Return the subclass that corresponds to the class name found in a data dict

read([copy])

Return the signal in the audio buffer.

trim([start, end])

Return a new audio buffer pointing to portion of the signal in the original buffer, using boundaries in samples.

trim_duration([start_time, end_time])

Return a new audio buffer pointing to a portion of the signal in the original buffer, using boundaries in seconds.

Attributes:

duration

Duration of the signal in seconds.

read(copy=False)[source]#

Return the signal in the audio buffer.

Parameters:

copy (bool) – If True, the returned array will be a copy that can be safely mutated.

Return type:

ndarray

Returns:

np.ndarray – Raw audio samples

trim(start=None, end=None)[source]#

Return a new audio buffer pointing to portion of the signal in the original buffer, using boundaries in samples.

Parameters:
  • start (int, optional) – Start sample of the new buffer (defaults to 0).

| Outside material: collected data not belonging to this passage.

//! Common test utilities for the access-control tests

#![allow(dead_code)] // Not every test file uses every helper

use heimdall_acl::config::loader;
use heimdall_acl::dns::{DnsHeader, DomainName};
use heimdall_acl::tsig::sign_message;
use heimdall_acl::{Capabilities, Options, QueryFacts, TsigKey};
use std::net::SocketAddr;

pub const XFR_SECRET: &str = "K2tnaXZlbWVzb21lc2VjcmV0Ynl0ZXM=";
pub const OTHER_SECRET: &str = "b3RoZXItc2VjcmV0LW1hdGVyaWFs";

/// Fixed signing time so signed messages are reproducible
pub const TIME_SIGNED: u64 = 1_700_000_000;

/// An AXFR query for `zone`
pub fn axfr_query(id: u16, zone: &str) -> Vec<u8> {
    let header = DnsHeader {
        id,
        qdcount: 1,
        ..Default::default()
    };
    let mut msg = Vec::new();
    header.compose(&mut msg).unwrap();
    DomainName::parse(zone).unwrap().compose(&mut msg);
    msg.extend_from_slice(&252u16.to_be_bytes());
    msg.extend_from_slice(&1u16.to_be_bytes());
    msg
}

/// An AXFR query for `zone`, signed with `key`
pub fn signed_axfr(id: u16, zone: &str, key: &TsigKey) -> Vec<u8> {
    let mut msg = axfr_query(id, zone);
    sign_message(&mut msg, key, TIME_SIGNED, 300).unwrap();
    msg
}

pub fn addr(text: &str) -> SocketAddr {
    text.parse().unwrap()
}

pub fn unsigned(peer: &str) -> QueryFacts {
    QueryFacts::new(addr(peer), axfr_query(1, "example.com"))
}

/// Options loaded from TOML text with every capability enabled
pub fn load_options(toml: &str) -> Options {
    options_with(toml, Capabilities::ALL)
}

pub fn options_with(toml: &str, caps: Capabilities) -> Options {
    loader::load_str("test.toml", toml, caps).unwrap()
}

/// A zone `example.com` with the given provide-xfr statements and the two
/// standard keys `xfr.example.` and `other.example.`
pub fn provide_xfr_config(statements: &[&str]) -> String {
    let list = statements
        .iter()
        .map(|s| format!("\"{}\"", s))
        .collect::<Vec<_>>()
        .join(", ");
    format!(
        r#"
[[key]]
name = "xfr.example."
algorithm = "hmac-sha256"
secret = "{XFR_SECRET}"

[[key]]
name = "other.example."
algorithm = "hmac-sha256"
secret = "{OTHER_SECRET}"

[[zone]]
name = "example.com"
zonefile = "example.com.zone"
provide-xfr = [{list}]
"#
    )
}

pub fn example_com() -> DomainName {
    DomainName::parse("example.com").unwrap()
}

  • end (int, optional) – End sample of the new buffer, excluded (default to full duration).

Return type:

AudioBuffer

Returns:

AudioBuffer – Trimmed audio buffer with new start and end samples, of same type as original audio buffer.

property duration: float#

Duration of the signal in seconds.

Return type:

float

classmethod get_subclass_for_data_dict(data_dict)#

Return the subclass that corresponds to the class name found in a data dict

Parameters:

data_dict (dict of str to Any) – Data dict returned by the to_dict() method of a subclass (or of the base class itself)

Return type:

Optional[type[Self]]

Returns:

subclass – Subclass that generated data_dict, or None if data_dict correspond to the base class itself.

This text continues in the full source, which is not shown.